Une partie aura plus de difficulté à invoquer un cas de force majeure si le problème en cause constitue un inconvénient typique dans le cours normal des activités, comme une hausse des coûts d’exploitation ou un marché en récession. La question de savoir si un événement donné qui a porté atteinte à la capacité de la partie de remplir une de ses obligations contractuelles est un cas de force majeure nécessite une analyse factuelle tenant compte (entre autres) de la nature du contrat et de la mesure dans laquelle l’événement déclencheur a touché la localité dans laquelle la partie invoquant la clause exerce ses activités. Cette partie doit d’ailleurs suivre rigoureusement la procédure établie à cet égard dans la clause pertinente.
Effet de la clause
À la survenance d’un événement déclencheur, la clause de force majeure s’applique conformément à ses modalités. Ainsi, les parties pourraient être temporairement ou définitivement libérées d’une partie ou de la totalité des obligations contractuelles qu’elles seraient autrement tenues de remplir. Dans d’autres cas, les parties peuvent invoquer cette clause afin de donner la priorité à certaines obligations plutôt qu’à d’autres. Les parties qui invoquent une telle clause ont le devoir d’atténuer les coûts découlant de la suspension des obligations (en suivant ici aussi le libellé précis de la clause), ou de faire ce qui est commercialement raisonnable et praticable pour limiter les pertes subies par l’autre partie au contrat.

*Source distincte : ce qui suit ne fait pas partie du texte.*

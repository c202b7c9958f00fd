use chrono::{DateTime, Utc};
use rust_decimal::Decimal;
use serde::{Deserialize, Serialize};

use super::Funds;

pub type UserId = i64;

#[derive(Debug, Clone, Serialize, Deserialize)]
pub struct User {
    pub id: UserId,
    pub name: String,
    pub email: String,
    /// Stored as given; hashing happens before it reaches this layer.
    #[serde(skip_serializing, default)]
    pub password: String,
    pub is_root: bool,
    pub risk: i64,
    pub funds: Funds,
    pub created_at: Option<DateTime<Utc>>,
    pub updated_at: DateTime<Utc>,
}

/// A user about to be registered. The id is assigned by the database.
#[derive(Debug, Clone)]
pub struct NewUser {
    pub name: String,
    pub email: String,
    pub password: String,
    pub is_root: bool,
    pub risk: i64,
    pub funds: Funds,
}

impl NewUser {
    pub fn new(
        name: impl Into<String>,
        email: impl Into<String>,
        password: impl Into<String>,
    ) -> Self {
        Self {
            name: name.into(),
            email: email.into(),
            password: password.into(),
            is_root: false,
            risk: 0,
            funds: Decimal::ZERO,
        }
    }

    pub fn with_root(mut self, is_root: bool) -> Self {
        self.is_root = is_root;
        self
    }

    pub fn with_risk(mut self, risk: i64) -> Self {
        self.risk = risk;
        self
    }

    pub fn with_funds(mut self, funds: Funds) -> Self {
        self.funds = funds;
        self
    }

    /// Returns the first rule the user violates, if any.
    pub fn validate(&self) -> Result<(), String> {
        if self.name.trim().is_empty() {
            return Err("name must not be empty".to_string());
        }
        if self.email.trim().is_empty() {
            return Err("email must not be empty".to_string());
        }
        if self.funds.is_sign_negative() {
            return Err("initial funds must not be negative".to_string());
        }
        Ok(())
    }
}

#[cfg(test)]
mod tests {
    use rust_decimal_macros::dec;

    use super::*;

    #[test]
    fn test_new_user_defaults() {
        let user = NewUser::new("Ada", "ada@example.com", "secret");
        assert!(!user.is_root);
        assert_eq!(user.risk, 0);
        assert_eq!(user.funds, Decimal::ZERO);
        assert!(user.validate().is_ok());
    }

    #[test]
    fn test_new_user_rejects_empty_name() {
        let user = NewUser::new("  ", "ada@example.com", "secret");
        assert!(user.validate().is_err());
    }

    #[test]
    fn test_new_user_rejects_negative_funds() {
        let user = NewUser::new("Ada", "ada@example.com", "secret").with_funds(dec!(-1));
        assert!(user.validate().is_err());
    }
}
async fn run_company_command(service: &ExchangeService, cmd: CompanyCommands) -> Result<()> {
    match cmd {
        CompanyCommands::Create { name, price } => {
            let price = price
                .map(|p| parse_funds(&p))
                .transpose()
                .context("Invalid price format")?;
            let company = service.create_company(name, price).await?;
            println!(
                "Listed company: {} at {} (id {})",
                company.name,
                format_funds(company.stock_price),
                company.id
            );
        }

        CompanyCommands::List => {
            let companies = service.list_companies().await?;
            if companies.is_empty() {
                println!("No companies found.");
            } else {
                println!("{:>6} {:<24} {:>12} {:>10}", "ID", "NAME", "PRICE", "ISSUED");
                println!("{}", "-".repeat(55));
                for company in companies {
                    println!(
                        "{:>6} {:<24} {:>12} {:>10}",
                        company.id,
                        truncate(&company.name, 24),
                        format_funds(company.stock_price),
                        company.issued_shares
                    );
                }
            }
        }

        CompanyCommands::Show { id } => {
            let company = service.get_company(id).await?;
            let holders = service.ledger().get_stocks_from_company(id).await?;

            println!("Company: {}", company.name);
            println!("  ID:       {}", company.id);
            println!("  Price:    {}", format_funds(company.stock_price));
            println!("  Issued:   {}", company.issued_shares);
            println!();
            print_groups(&holders);
        }

        CompanyCommands::Price { id, price } => {
            let price = parse_funds(&price).context("Invalid price format")?;
            let company = service.set_stock_price(id, price).await?;
            println!(
                "{} now quoted at {}",
                company.name,
                format_funds(company.stock_price)
            );
        }

        CompanyCommands::Issue { id, owner, count } => {
            let ids = service.issue_shares(id, owner, count).await?;
            println!(
                "Issued {} share unit(s) of company {} to user {}",
                ids.len(),
                id,
                owner
            );
        }
    }
    Ok(())
}
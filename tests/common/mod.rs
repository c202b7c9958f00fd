// Allow dead_code because these helpers are used across different test files
// which are compiled separately
#![allow(dead_code)]

use anyhow::Result;
use rust_decimal::Decimal;
use sharebook::application::ExchangeService;
use sharebook::domain::{CompanyId, NewUser, UserId};
use sharebook::Repository;
use tempfile::TempDir;

/// Helper to create a test service with a temporary database
pub async fn test_service() -> Result<(ExchangeService, TempDir)> {
    let temp_dir = TempDir::new()?;
    let db_path = temp_dir.path().join("test.db");
    let service = ExchangeService::init(db_path.to_str().unwrap()).await?;
    Ok((service, temp_dir))
}

/// Helper to create a migrated repository plus a service over the same store,
/// for tests that need to prepare rows directly.
pub async fn test_repository() -> Result<(Repository, ExchangeService, TempDir)> {
    let temp_dir = TempDir::new()?;
    let db_path = temp_dir.path().join("test.db");
    let repo = Repository::init(&format!("sqlite:{}?mode=rwc", db_path.display())).await?;
    let service = ExchangeService::new(repo.clone());
    Ok((repo, service, temp_dir))
}

/// Test fixture: a small market with one company and three traders
pub struct Market {
    pub seller: UserId,
    pub buyer: UserId,
    pub other: UserId,
    pub company: CompanyId,
}

impl Market {
    /// Seller holds `shares` units of "Acme" quoted at `price`; buyer and
    /// other start with `cash` each.
    pub async fn setup(
        service: &ExchangeService,
        shares: i64,
        price: Decimal,
        cash: Decimal,
    ) -> Result<Self> {
        let seller = service
            .register_user(NewUser::new("Seller", "seller@example.com", "secret"))
            .await?;
        let buyer = service
            .register_user(NewUser::new("Buyer", "buyer@example.com", "secret").with_funds(cash))
            .await?;
        let other = service
            .register_user(NewUser::new("Other", "other@example.com", "secret").with_funds(cash))
            .await?;
        let company = service
            .create_company("Acme".to_string(), Some(price))
            .await?;
        service.issue_shares(company.id, seller.id, shares).await?;

        Ok(Self {
            seller: seller.id,
            buyer: buyer.id,
            other: other.id,
            company: company.id,
        })
    }
}
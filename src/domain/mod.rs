mod company;
mod ledger;
mod money;
mod stock;
mod transfer;
mod user;

pub use company::*;
pub use ledger::*;
pub use money::*;
pub use stock::*;
pub use transfer::*;
pub use user::*;
//! Error types for kinder-core.

use std::fmt;
use thiserror::Error;

/// Result type alias for kinder-core operations.
pub type Result<T> = std::result::Result<T, CoreError>;

/// Errors that can occur during cluster operations.
#[derive(Debug, Error)]
pub enum CoreError {
    /// Error from kinder-runtime
    #[error("runtime error: {0}")]
    Runtime(#[from] kinder_runtime::RuntimeError),

    /// The cluster specification is not acceptable
    #[error("invalid cluster spec: {0}")]
    Validation(String),

    /// A node role outside the known set
    #[error("unknown node role: {0:?}")]
    UnknownRole(String),

    /// Several concurrent operations failed
    #[error(transparent)]
    Aggregate(#[from] AggregateError),

    /// A named pipeline step failed
    #[error("step {step:?} failed: {source}")]
    Step {
        /// Label of the failed step
        step: String,
        /// Underlying failure
        source: Box<CoreError>,
    },

    /// An operation failed; `context` names what was being attempted
    #[error("{context}: {source}")]
    Context {
        /// Operation name
        context: String,
        /// Underlying failure
        source: Box<CoreError>,
    },

    /// The credential bundle could not be rewritten
    #[error("kubeconfig error: {0}")]
    Kubeconfig(String),

    /// A cluster with this name already has nodes
    #[error("cluster {0:?} already exists")]
    ClusterExists(String),

    /// A required node is missing from the cluster
    #[error("node not found: {0}")]
    NodeNotFound(String),

    /// YAML serialization/deserialization error
    #[error("YAML error: {0}")]
    Yaml(#[from] serde_yaml::Error),

    /// JSON serialization/deserialization error
    #[error("JSON error: {0}")]
    Json(#[from] serde_json::Error),

    /// I/O error
    #[error("I/O error: {0}")]
    Io(#[from] std::io::Error),

    /// A spawned unit of work panicked or was aborted
    #[error("task failed: {0}")]
    Task(#[from] tokio::task::JoinError),
}

impl CoreError {
    /// Wrap this error with the name of the operation that produced it.
    pub fn context(self, context: impl Into<String>) -> Self {
        Self::Context {
            context: context.into(),
            source: Box::new(self),
        }
    }

    /// The innermost runtime error, if this failure came from the runtime.
    pub fn runtime(&self) -> Option<&kinder_runtime::RuntimeError> {
        match self {
            Self::Runtime(e) => Some(e),
            Self::Step { source, .. } | Self::Context { source, .. } => source.runtime(),
            _ => None,
        }
    }
}

/// Adds operation names to fallible results.
pub trait ResultExt<T> {
    /// Wrap the error, if any, with `context`.
    fn context(self, context: impl Into<String>) -> Result<T>;

    /// Like [`ResultExt::context`], building the message lazily.
    fn with_context<F, S>(self, f: F) -> Result<T>
    where
        F: FnOnce() -> S,
        S: Into<String>;
}

impl<T, E> ResultExt<T> for std::result::Result<T, E>
where
    E: Into<CoreError>,
{
    fn context(self, context: impl Into<String>) -> Result<T> {
        self.map_err(|e| e.into().context(context))
    }

    fn with_context<F, S>(self, f: F) -> Result<T>
    where
        F: FnOnce() -> S,
        S: Into<String>,
    {
        self.map_err(|e| e.into().context(f()))
    }
}

/// Ordered, non-empty set of failures from concurrent operations.
#[derive(Debug)]
pub struct AggregateError {
    errors: Vec<CoreError>,
}

impl AggregateError {
    /// Build an aggregate, or `None` when there is nothing to report.
    pub fn new(errors: Vec<CoreError>) -> Option<Self> {
        if errors.is_empty() {
            None
        } else {
            Some(Self { errors })
        }
    }

    /// Every cause, in submission order.
    pub fn errors(&self) -> &[CoreError] {
        &self.errors
    }

    /// Number of causes.
    pub fn len(&self) -> usize {
        self.errors.len()
    }

    /// Always false; an aggregate holds at least one cause.
    pub fn is_empty(&self) -> bool {
        self.errors.is_empty()
    }

    /// Take the causes out.
    pub fn into_errors(self) -> Vec<CoreError> {
        self.errors
    }
}

impl fmt::Display for AggregateError {
    fn fmt(&self, f: &mut fmt::Formatter<'_>) -> fmt::Result {
        if let [only] = self.errors.as_slice() {
            return write!(f, "{only}");
        }
        write!(f, "{} errors occurred:", self.errors.len())?;
        for e in &self.errors {
            write!(f, "\n\t* {e}")?;
        }
        Ok(())
    }
}

impl std::error::Error for AggregateError {}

En l’absence de clause de force majeure
Lorsqu’un contrat ne contient pas de clause de force majeure, les parties concernées peuvent quand même demander un redressement en vertu de règles de common law ou des lois applicables. Par exemple, le principe juridique de l’impossibilité d’exécution pourrait servir de solution en l’absence de clause de force majeure applicable. Ce principe exige notamment la survenance d’un événement imprévisible qui rend le contrat « radicalement différent » de ce qui avait été prévu à l’origine. Les concepts et conséquences de ce principe sont parfois intégrés à certaines lois, comme la Loi sur les contrats inexécutables (Ontario). Encore une fois, la question de savoir si l’impossibilité d’exécution s’applique dans un cas précis dépend des faits en cause.
Conclusion
L’épidémie de COVID-19 est source de défis sanitaires, sociaux et économiques pour un grand nombre de pays. De nombreuses parties contractantes se demandent probablement si les situations auxquelles elles font face constituent des cas de force majeure aux termes de leurs contrats. Même si la réponse à cette question dépend de leur situation individuelle, les entreprises devraient évaluer leur profil de risque de façon proactive et, du même coup, évaluer dans quelle mesure les contrats futurs devraient traiter des cas de force majeure, définir ceux-ci et déterminer quelle partie devrait en assumer le risque.
1 Atlantic Paper Stock Ltd. c. St. Anne-Nackawic Pulp and Paper Company Limited [1976] 1 RCS 580.